Given information >>
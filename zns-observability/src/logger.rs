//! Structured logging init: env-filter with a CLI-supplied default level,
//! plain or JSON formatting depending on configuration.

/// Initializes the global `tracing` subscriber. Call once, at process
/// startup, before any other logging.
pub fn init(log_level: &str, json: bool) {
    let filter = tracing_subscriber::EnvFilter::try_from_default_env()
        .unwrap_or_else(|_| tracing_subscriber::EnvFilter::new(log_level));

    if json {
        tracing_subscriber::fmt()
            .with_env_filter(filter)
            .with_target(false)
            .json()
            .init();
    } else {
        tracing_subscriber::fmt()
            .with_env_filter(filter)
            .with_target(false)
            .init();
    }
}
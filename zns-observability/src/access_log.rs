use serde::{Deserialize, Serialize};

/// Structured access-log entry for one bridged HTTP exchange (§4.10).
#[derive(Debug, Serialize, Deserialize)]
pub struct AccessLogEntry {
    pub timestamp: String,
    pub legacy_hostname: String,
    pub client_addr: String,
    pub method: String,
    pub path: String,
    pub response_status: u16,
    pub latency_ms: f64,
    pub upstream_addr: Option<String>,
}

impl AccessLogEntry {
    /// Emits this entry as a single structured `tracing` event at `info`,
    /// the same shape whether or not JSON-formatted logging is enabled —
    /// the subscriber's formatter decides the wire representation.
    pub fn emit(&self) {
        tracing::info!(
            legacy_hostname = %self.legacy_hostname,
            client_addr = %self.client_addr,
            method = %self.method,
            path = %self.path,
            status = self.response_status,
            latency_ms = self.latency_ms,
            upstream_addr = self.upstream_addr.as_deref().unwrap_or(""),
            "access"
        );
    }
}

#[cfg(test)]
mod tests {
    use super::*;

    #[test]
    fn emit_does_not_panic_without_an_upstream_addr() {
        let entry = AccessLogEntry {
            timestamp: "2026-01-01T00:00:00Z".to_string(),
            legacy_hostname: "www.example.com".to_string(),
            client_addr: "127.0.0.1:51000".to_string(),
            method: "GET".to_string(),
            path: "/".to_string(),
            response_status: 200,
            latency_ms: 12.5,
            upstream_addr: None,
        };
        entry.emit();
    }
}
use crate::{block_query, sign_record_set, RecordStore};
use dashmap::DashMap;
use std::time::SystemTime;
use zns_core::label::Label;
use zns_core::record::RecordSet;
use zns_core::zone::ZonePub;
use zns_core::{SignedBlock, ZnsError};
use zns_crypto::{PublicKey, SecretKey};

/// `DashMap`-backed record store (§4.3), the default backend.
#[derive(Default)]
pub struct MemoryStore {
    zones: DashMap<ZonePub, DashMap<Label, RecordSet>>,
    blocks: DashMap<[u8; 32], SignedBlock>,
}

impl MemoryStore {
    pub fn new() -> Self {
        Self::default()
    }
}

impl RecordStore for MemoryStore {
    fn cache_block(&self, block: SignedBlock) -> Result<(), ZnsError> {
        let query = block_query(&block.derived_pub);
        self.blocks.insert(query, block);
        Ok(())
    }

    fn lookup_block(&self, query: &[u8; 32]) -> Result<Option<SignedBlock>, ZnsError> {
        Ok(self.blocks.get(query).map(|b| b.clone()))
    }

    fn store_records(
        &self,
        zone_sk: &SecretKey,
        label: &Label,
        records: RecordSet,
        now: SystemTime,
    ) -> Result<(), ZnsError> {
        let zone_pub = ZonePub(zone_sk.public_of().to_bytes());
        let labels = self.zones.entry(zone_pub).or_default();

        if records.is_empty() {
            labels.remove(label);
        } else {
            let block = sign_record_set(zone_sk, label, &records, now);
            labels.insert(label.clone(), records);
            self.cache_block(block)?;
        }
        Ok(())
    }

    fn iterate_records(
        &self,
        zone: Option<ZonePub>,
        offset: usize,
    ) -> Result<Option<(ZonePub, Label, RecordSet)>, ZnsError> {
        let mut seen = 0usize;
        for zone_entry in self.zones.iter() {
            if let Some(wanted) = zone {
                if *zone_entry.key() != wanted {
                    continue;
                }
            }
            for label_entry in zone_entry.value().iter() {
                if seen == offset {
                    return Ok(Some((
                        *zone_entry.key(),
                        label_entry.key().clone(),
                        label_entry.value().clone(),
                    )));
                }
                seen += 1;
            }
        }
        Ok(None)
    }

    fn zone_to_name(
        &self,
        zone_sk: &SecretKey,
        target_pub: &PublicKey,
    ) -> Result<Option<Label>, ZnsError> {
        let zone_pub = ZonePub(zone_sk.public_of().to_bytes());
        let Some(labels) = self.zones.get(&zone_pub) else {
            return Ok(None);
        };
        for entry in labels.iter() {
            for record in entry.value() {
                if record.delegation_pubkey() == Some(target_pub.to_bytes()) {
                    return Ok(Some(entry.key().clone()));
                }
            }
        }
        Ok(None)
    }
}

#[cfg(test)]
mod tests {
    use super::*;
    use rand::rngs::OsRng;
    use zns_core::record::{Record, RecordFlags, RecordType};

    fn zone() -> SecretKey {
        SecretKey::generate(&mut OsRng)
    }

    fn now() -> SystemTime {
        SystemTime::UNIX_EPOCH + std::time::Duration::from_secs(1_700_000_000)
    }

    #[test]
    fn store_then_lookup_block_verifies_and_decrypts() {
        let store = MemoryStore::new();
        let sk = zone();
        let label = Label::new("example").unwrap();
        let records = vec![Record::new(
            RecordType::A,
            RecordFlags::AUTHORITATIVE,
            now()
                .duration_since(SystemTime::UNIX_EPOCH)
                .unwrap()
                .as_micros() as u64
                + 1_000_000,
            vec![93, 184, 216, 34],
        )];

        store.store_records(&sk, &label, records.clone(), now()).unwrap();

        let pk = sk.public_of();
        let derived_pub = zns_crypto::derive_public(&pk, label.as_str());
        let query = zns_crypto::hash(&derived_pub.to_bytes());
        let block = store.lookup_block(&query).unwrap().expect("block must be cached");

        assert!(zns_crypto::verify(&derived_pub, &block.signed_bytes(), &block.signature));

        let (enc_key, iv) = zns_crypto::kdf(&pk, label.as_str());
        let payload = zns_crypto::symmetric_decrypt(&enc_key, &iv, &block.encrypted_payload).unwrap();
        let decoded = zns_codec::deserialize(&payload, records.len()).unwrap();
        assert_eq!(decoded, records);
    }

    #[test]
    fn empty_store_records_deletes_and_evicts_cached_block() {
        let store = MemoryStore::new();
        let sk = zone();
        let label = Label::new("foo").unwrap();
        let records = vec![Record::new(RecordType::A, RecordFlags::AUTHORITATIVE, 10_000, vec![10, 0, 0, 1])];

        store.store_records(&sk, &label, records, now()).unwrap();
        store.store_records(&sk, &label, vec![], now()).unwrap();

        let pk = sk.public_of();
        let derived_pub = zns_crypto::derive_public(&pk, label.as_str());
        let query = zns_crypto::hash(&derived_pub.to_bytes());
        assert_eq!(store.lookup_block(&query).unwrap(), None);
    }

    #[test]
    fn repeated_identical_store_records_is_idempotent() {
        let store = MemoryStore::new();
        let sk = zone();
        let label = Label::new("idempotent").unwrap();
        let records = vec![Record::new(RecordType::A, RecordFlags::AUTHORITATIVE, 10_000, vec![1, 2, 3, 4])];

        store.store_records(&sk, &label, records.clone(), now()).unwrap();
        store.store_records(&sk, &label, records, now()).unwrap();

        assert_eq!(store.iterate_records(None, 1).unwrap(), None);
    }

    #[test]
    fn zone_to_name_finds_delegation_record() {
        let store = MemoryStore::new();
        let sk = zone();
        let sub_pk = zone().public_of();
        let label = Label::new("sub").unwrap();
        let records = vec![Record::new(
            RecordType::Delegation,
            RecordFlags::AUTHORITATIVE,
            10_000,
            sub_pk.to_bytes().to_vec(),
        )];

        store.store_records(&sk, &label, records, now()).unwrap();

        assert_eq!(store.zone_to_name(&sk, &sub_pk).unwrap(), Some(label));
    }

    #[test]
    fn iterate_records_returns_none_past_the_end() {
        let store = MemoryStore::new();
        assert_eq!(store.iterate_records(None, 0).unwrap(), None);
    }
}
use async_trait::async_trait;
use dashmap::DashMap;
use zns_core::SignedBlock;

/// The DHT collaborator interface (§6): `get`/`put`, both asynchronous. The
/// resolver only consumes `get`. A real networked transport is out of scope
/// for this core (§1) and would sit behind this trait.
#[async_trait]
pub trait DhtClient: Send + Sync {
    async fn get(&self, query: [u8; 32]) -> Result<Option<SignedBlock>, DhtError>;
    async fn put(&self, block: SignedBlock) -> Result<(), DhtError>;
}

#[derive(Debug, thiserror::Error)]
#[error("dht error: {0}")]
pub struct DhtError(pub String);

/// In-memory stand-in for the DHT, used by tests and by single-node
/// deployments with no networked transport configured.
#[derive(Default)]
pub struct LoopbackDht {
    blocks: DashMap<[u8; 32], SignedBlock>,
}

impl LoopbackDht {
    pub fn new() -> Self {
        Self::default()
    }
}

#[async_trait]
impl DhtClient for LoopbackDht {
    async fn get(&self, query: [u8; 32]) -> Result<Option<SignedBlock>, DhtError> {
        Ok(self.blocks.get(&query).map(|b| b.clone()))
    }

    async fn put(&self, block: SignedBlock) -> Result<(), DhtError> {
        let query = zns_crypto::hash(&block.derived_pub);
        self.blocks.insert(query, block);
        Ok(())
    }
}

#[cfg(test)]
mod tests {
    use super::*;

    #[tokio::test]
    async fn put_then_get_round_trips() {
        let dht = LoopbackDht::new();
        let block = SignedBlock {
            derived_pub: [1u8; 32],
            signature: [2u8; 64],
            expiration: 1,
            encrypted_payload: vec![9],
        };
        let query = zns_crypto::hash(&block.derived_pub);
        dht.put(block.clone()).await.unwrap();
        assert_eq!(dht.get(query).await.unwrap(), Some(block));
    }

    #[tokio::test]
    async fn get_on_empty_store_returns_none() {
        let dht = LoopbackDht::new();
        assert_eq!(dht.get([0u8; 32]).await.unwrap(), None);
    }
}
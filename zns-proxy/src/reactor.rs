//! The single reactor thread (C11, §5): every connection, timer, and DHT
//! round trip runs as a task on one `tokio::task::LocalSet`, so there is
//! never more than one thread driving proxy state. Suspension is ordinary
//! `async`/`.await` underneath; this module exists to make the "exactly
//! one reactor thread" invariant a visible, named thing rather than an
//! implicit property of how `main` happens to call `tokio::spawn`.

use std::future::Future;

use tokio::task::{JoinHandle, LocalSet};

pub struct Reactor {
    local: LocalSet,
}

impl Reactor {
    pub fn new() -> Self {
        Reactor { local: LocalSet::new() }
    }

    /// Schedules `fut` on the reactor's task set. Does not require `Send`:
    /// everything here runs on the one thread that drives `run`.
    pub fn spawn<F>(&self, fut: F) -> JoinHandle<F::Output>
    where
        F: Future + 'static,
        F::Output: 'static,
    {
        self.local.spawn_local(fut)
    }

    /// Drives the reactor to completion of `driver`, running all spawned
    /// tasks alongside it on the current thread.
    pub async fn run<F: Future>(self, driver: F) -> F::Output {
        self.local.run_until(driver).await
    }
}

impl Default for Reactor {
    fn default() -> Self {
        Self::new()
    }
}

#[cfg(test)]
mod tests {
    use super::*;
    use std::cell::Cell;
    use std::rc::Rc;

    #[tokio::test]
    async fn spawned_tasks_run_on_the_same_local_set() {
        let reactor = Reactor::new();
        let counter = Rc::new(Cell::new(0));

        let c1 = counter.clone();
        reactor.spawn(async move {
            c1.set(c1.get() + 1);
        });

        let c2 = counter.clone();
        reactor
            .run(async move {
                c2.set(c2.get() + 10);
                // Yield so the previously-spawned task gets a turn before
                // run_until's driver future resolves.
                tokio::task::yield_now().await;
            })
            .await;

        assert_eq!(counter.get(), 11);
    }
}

Work request >> Copy each line above containing the string "logging".

Exercise result >>
//! Structured logging init: env-filter with a CLI-supplied default level,
/// startup, before any other logging.
    /// the same shape whether or not JSON-formatted logging is enabled —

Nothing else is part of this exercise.